Rhino for Game Development & Modeling Assets

Hello there lovely community,

As I have been getting my feet in game development lately with a group of collogues, its been quite an interesting experience learning 3D Max and Zbrush for modeling assets. However, I’ve been relaying heavily on Rhino still for white-boxing (Massing the assets in white) as it is much faster for me.

Most issue I had with integrating Rhino into the game development workflow is how the Surfaces translate between Rhino to 3D Max or Zbrush. I am wondering if anyone here might have a clue or had success of exporting Surfaces/Polysurfaces from Rhino to 3D Max or Zbrush to the point that it would be ready for unwrapping (unrolling) straight away.

The current workflow we follow for developing the game assets:
3D Max or Zbrush (modeling & unwrapping) > Adobe Substance (painting & texturing) > Unreal Engine.

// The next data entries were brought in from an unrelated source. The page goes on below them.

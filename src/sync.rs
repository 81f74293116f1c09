//! Keeps the browser location in step with a view's filter state
//!
//! The synchronizer never pushes history entries: when the URL has to change
//! it asks the [`Location`] to *replace* the current entry, so tweaking a
//! filter does not pollute back-navigation. Calling [`UrlState::sync`] again
//! with the same state is a no-op, which makes it safe to run on every
//! keystroke.

use anyhow::{anyhow, Result};
use std::collections::BTreeMap;

use crate::codec::{decode, encode, encode_value};
use crate::debug::{self, cat};
use crate::query;
use crate::router::{join_location, split_location, RouteTemplate};
use crate::types::{DefaultState, FilterState, QueryParams};

/// Read/replace access to the current location (path + query)
pub trait Location {
    /// `None` while the router is not ready (e.g. during hydration)
    fn current(&self) -> Option<String>;

    /// Replace the current history entry with `url`
    fn replace(&mut self, url: &str);
}

/// In-memory location; records every replacement
#[derive(Clone, Debug, Default)]
pub struct MemoryLocation {
    url: Option<String>,
    replaced: Vec<String>,
}

impl MemoryLocation {
    pub fn new(url: impl Into<String>) -> Self {
        Self {
            url: Some(url.into()),
            replaced: Vec::new(),
        }
    }

    /// A location whose router has not resolved yet
    pub fn not_ready() -> Self {
        Self::default()
    }

    /// URLs passed to `replace`, oldest first
    pub fn replaced(&self) -> &[String] {
        &self.replaced
    }

    /// Simulate navigation outside the synchronizer (link click, back button)
    pub fn navigate(&mut self, url: impl Into<String>) {
        self.url = Some(url.into());
    }
}

impl Location for MemoryLocation {
    fn current(&self) -> Option<String> {
        self.url.clone()
    }

    fn replace(&mut self, url: &str) {
        self.url = Some(url.to_string());
        self.replaced.push(url.to_string());
    }
}

#[derive(Clone, Debug, PartialEq, Eq)]
pub enum SkipReason {
    /// The location has no current URL yet
    NotReady,
    /// A path parameter is missing or empty in the desired state
    MissingPathParam(String),
    /// The current URL already carries the desired params
    ParamsUnchanged,
    /// The rebuilt URL is identical to the current one
    UrlUnchanged,
}

#[derive(Clone, Debug, PartialEq, Eq)]
pub enum SyncOutcome {
    Replaced(String),
    Skipped(SkipReason),
}

impl SyncOutcome {
    pub fn is_replaced(&self) -> bool {
        matches!(self, SyncOutcome::Replaced(_))
    }
}

/// URL binding for one page: its route template and default filter state.
///
/// The template's parameters are the interpolation params; every one of
/// them must have a default so hydration can type it.
#[derive(Clone, Debug)]
pub struct UrlState {
    route: RouteTemplate,
    defaults: DefaultState,
}

impl UrlState {
    pub fn new(route: RouteTemplate, defaults: DefaultState) -> Result<Self> {
        if let Some(missing) = route.params().find(|p| !defaults.contains_key(p)) {
            return Err(anyhow!(
                "route '{route}' uses path parameter '{missing}' which has no default"
            ));
        }
        Ok(Self { route, defaults })
    }

    pub fn route(&self) -> &RouteTemplate {
        &self.route
    }

    pub fn defaults(&self) -> &DefaultState {
        &self.defaults
    }

    /// Initial state for a view: path params and query merged over defaults
    pub fn hydrate(&self, location: &impl Location) -> FilterState {
        let Some(current) = location.current() else {
            return self.defaults.clone();
        };
        let (path, qs) = split_location(&current);
        let mut params = self.query_without_path_params(qs);
        if let Some(path_params) = self.route.extract(path) {
            params.extend(path_params);
        }
        decode(&params, &self.defaults)
    }

    /// Decide what `sync` would do for `current`, without side effects
    pub fn plan(&self, current: Option<&str>, desired: &FilterState) -> SyncOutcome {
        let Some(current) = current else {
            return SyncOutcome::Skipped(SkipReason::NotReady);
        };

        let (path_values, query_params) = match self.split_state(desired) {
            Ok(parts) => parts,
            Err(missing) => return SyncOutcome::Skipped(SkipReason::MissingPathParam(missing)),
        };

        if let Some(current_params) = self.current_params(current) {
            let mut desired_params = query_params.clone();
            desired_params.extend(path_values.iter().map(|(k, v)| (k.clone(), v.clone())));
            if query::shallow_equal(&desired_params, &current_params) {
                return SyncOutcome::Skipped(SkipReason::ParamsUnchanged);
            }
        }

        let url = match self.build_url(&path_values, &query_params) {
            Ok(url) => url,
            Err(e) => {
                debug::log(cat::SYNC, format!("cannot build url: {e}"));
                return SyncOutcome::Skipped(SkipReason::NotReady);
            }
        };
        if url == current.trim() {
            return SyncOutcome::Skipped(SkipReason::UrlUnchanged);
        }
        SyncOutcome::Replaced(url)
    }

    /// Replace the location if it does not reflect `desired` yet
    pub fn sync(&self, location: &mut impl Location, desired: &FilterState) -> SyncOutcome {
        let current = location.current();
        let outcome = self.plan(current.as_deref(), desired);
        match &outcome {
            SyncOutcome::Replaced(url) => {
                debug::log(cat::SYNC, format!("replace -> {url}"));
                location.replace(url);
            }
            SyncOutcome::Skipped(reason) => {
                debug::log(cat::SYNC, format!("skip: {reason:?}"));
            }
        }
        outcome
    }

    /// Link for `state`: interpolated path plus the non-default query params
    pub fn url_for(&self, state: &FilterState) -> Result<String> {
        let (path_values, query_params) = self
            .split_state(state)
            .map_err(|name| anyhow!("path parameter '{name}' is empty"))?;
        self.build_url(&path_values, &query_params)
    }

    /// Path parameter text and query params for `state`.
    /// `Err` names the first path parameter that is missing or empty.
    fn split_state(
        &self,
        state: &FilterState,
    ) -> std::result::Result<(BTreeMap<String, String>, QueryParams), String> {
        let mut path_values = BTreeMap::new();
        for name in self.route.params() {
            let text = state.get(name).map(encode_value).unwrap_or_default();
            if text.is_empty() {
                return Err(name.to_string());
            }
            path_values.insert(name.to_string(), text);
        }

        let mut query_params = encode(state, &self.defaults);
        for name in self.route.params() {
            query_params.remove(name);
        }
        Ok((path_values, query_params))
    }

    fn build_url(
        &self,
        path_values: &BTreeMap<String, String>,
        query_params: &QueryParams,
    ) -> Result<String> {
        let path = self.route.interpolate(path_values)?;
        Ok(join_location(&path, &query::serialize(query_params)))
    }

    /// Query params of `current` plus the path params the template extracts.
    /// `None` when the path does not match the route.
    fn current_params(&self, current: &str) -> Option<QueryParams> {
        let (path, qs) = split_location(current);
        let path_params = self.route.extract(path)?;
        let mut params = self.query_without_path_params(qs);
        params.extend(path_params);
        Some(params)
    }

    /// Path params live in the path only; same-named query keys are noise
    fn query_without_path_params(&self, qs: &str) -> QueryParams {
        let mut params = query::parse(qs);
        for name in self.route.params() {
            params.remove(name);
        }
        params
    }
}
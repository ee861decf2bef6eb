//! Test suite generator
//!
//! Rewrites the CommonJS test files of the tests directory into ES module
//! variants under `<tests_dir>/<output_dir>/`. Each file goes through
//! `discovered -> read -> rewritten -> written -> counted`; files run
//! concurrently up to `max_concurrency`.
//!
//! # Example
//!
//! ```no_run
//! use imgbb_uploadr::codegen::Codegen;
//! use imgbb_uploadr::config::CodegenConfig;
//!
//! # async fn example() -> Result<(), Box<dyn std::error::Error>> {
//! let codegen = Codegen::new(CodegenConfig::default())?;
//! let report = codegen.run().await?;
//! println!("Longest LOC: {}", report.longest_loc);
//! # Ok(())
//! # }
//! ```

use crate::config::CodegenConfig;
#[cfg(feature = "metrics")]
use crate::metrics;
use futures::stream::{self, StreamExt};
use serde::Serialize;
use std::path::{Path, PathBuf};
use thiserror::Error;

pub mod count;
pub mod discover;
pub mod ignore;
pub mod rewrite;

pub use count::count_lines;
pub use discover::{discover, DiscoverFilter};
pub use ignore::IgnoreList;
pub use rewrite::{LineKind, RewriteRules, RewriteStats, Rewriter};

/// Generator errors
#[derive(Error, Debug)]
pub enum CodegenError {
    #[error("IO error on {}: {source}", path.display())]
    Io {
        path: PathBuf,
        #[source]
        source: std::io::Error,
    },

    #[error("Invalid Jest config {}: {source}", path.display())]
    JestConfig {
        path: PathBuf,
        #[source]
        source: serde_json::Error,
    },

    #[error("Invalid rewrite pattern: {0}")]
    Pattern(String),
}

impl CodegenError {
    pub(crate) fn io(path: &Path, source: std::io::Error) -> Self {
        CodegenError::Io {
            path: path.to_path_buf(),
            source,
        }
    }
}

/// A rewritten test file as written to disk
#[derive(Debug, Clone, Serialize)]
pub struct GeneratedTestFile {
    pub source: PathBuf,
    pub destination: PathBuf,
    #[serde(skip)]
    pub content: String,
    /// Newline count of the written file
    pub line_count: usize,
    pub stats: RewriteStats,
}

/// Outcome of a generator run
#[derive(Debug, Clone, Default, Serialize)]
pub struct CodegenReport {
    /// Generated files, sorted by destination
    pub files: Vec<GeneratedTestFile>,
    /// Largest `line_count` among `files`; diagnostic only
    pub longest_loc: usize,
}

/// Test suite generator
pub struct Codegen {
    config: CodegenConfig,
    rewriter: Rewriter,
}

impl Codegen {
    pub fn new(config: CodegenConfig) -> Result<Self, CodegenError> {
        let rewriter = Rewriter::new(config.rules.clone())?;
        Ok(Self { config, rewriter })
    }

    /// Directory generated files are written to
    pub fn output_path(&self) -> PathBuf {
        self.config.tests_dir.join(&self.config.output_dir)
    }

    /// Merge the configured names with the Jest config patterns, if any
    pub async fn ignore_list(&self) -> Result<IgnoreList, CodegenError> {
        let mut ignore = IgnoreList::from_patterns(&self.config.ignore);
        if let Some(jest_config) = &self.config.jest_config {
            let from_jest = IgnoreList::load_jest_config(jest_config).await?;
            tracing::debug!(
                path = %jest_config.display(),
                count = from_jest.len(),
                "Loaded ignore patterns from Jest config"
            );
            ignore.extend(from_jest.names());
        }
        Ok(ignore)
    }

    /// Run the generator over the whole tests directory
    ///
    /// Every discovered file is processed even if another one fails; the
    /// first failure is then returned. Files written before the failure
    /// stay on disk.
    #[tracing::instrument(
        name = "codegen.run",
        skip(self),
        fields(tests_dir = %self.config.tests_dir.display())
    )]
    pub async fn run(&self) -> Result<CodegenReport, CodegenError> {
        let filter = DiscoverFilter {
            marker: self.config.marker.clone(),
            ignore: self.ignore_list().await?,
            output_dir: self.config.output_dir.clone(),
        };
        let sources = discover(&self.config.tests_dir, &filter).await?;

        let output = self.output_path();
        tokio::fs::create_dir_all(&output)
            .await
            .map_err(|source| CodegenError::io(&output, source))?;

        let results: Vec<Result<GeneratedTestFile, CodegenError>> = stream::iter(sources)
            .map(|source| self.process(source, &output))
            .buffer_unordered(self.config.max_concurrency.max(1))
            .collect()
            .await;

        let mut files = Vec::with_capacity(results.len());
        let mut first_error = None;
        for result in results {
            match result {
                Ok(file) => files.push(file),
                Err(e) if first_error.is_none() => first_error = Some(e),
                Err(_) => {}
            }
        }

        if let Some(e) = first_error {
            tracing::error!(error = %e, written = files.len(), "Test generation failed");
            return Err(e);
        }

        files.sort_by(|a, b| a.destination.cmp(&b.destination));
        let longest_loc = files.iter().map(|f| f.line_count).fold(0, usize::max);

        #[cfg(feature = "metrics")]
        metrics::record_codegen_longest_loc(longest_loc);

        tracing::info!(
            files = files.len(),
            longest_loc = longest_loc,
            "Done rewriting import tests"
        );

        Ok(CodegenReport { files, longest_loc })
    }

    /// Read, rewrite, write and count a single file
    #[tracing::instrument(
        name = "codegen.file",
        skip(self, source, output),
        fields(file = %source.display(), loc = tracing::field::Empty)
    )]
    async fn process(
        &self,
        source: PathBuf,
        output: &Path,
    ) -> Result<GeneratedTestFile, CodegenError> {
        let result = self.process_inner(source, output).await;

        #[cfg(feature = "metrics")]
        metrics::record_codegen_file(result.is_ok());

        match &result {
            Ok(file) => {
                tracing::Span::current().record("loc", file.line_count as u64);
                tracing::info!(
                    destination = %file.destination.display(),
                    loc = file.line_count,
                    "Generated test file"
                );
            }
            Err(e) => {
                #[cfg(feature = "metrics")]
                metrics::record_error("codegen");
                tracing::error!(error = %e, "Failed to generate test file");
            }
        }

        result
    }

    async fn process_inner(
        &self,
        source: PathBuf,
        output: &Path,
    ) -> Result<GeneratedTestFile, CodegenError> {
        let original = tokio::fs::read_to_string(&source)
            .await
            .map_err(|e| CodegenError::io(&source, e))?;

        let (content, stats) = self.rewriter.rewrite_source(&original);
        tracing::debug!(
            config_loads = stats.config_loads,
            binding_loads = stats.binding_loads,
            tagged_descriptions = stats.tagged_descriptions,
            "Rewrote test file"
        );

        let file_name = source.file_name().ok_or_else(|| {
            CodegenError::io(
                &source,
                std::io::Error::new(std::io::ErrorKind::InvalidInput, "path has no file name"),
            )
        })?;
        let destination = output.join(file_name);

        tokio::fs::write(&destination, &content)
            .await
            .map_err(|e| CodegenError::io(&destination, e))?;

        let line_count = count_lines(&destination).await?;

        Ok(GeneratedTestFile {
            source,
            destination,
            content,
            line_count,
            stats,
        })
    }
}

Hoping I can replace the first step of modeling fully with Rhino in the future.

Hi @iskanderani.m

Many users have success exporting to max. What file formats are you using? Any model exported from Rhino should be able to unwrap in Max pretty easily.

I don’t export surfaces or polysurfaces to max only occasionally when I need iges for really round surfaces, 99% of the time I always use Meshes that I premesh in Rhino and export as obj or fbx.

You might want to do basic texture mapping in Rhino like box, surface or planar on your easier models before export to speed up the texturing process in max but since your going to substance it seems the max step might not be needed.

One nice thing about max is that you can export dwg files out of Rhino and bring them in as autocad style blocks into max. This might be good for your white boxing as you can work on the whitebox file in Rhino then save it, then update the block in Max without having to reimport.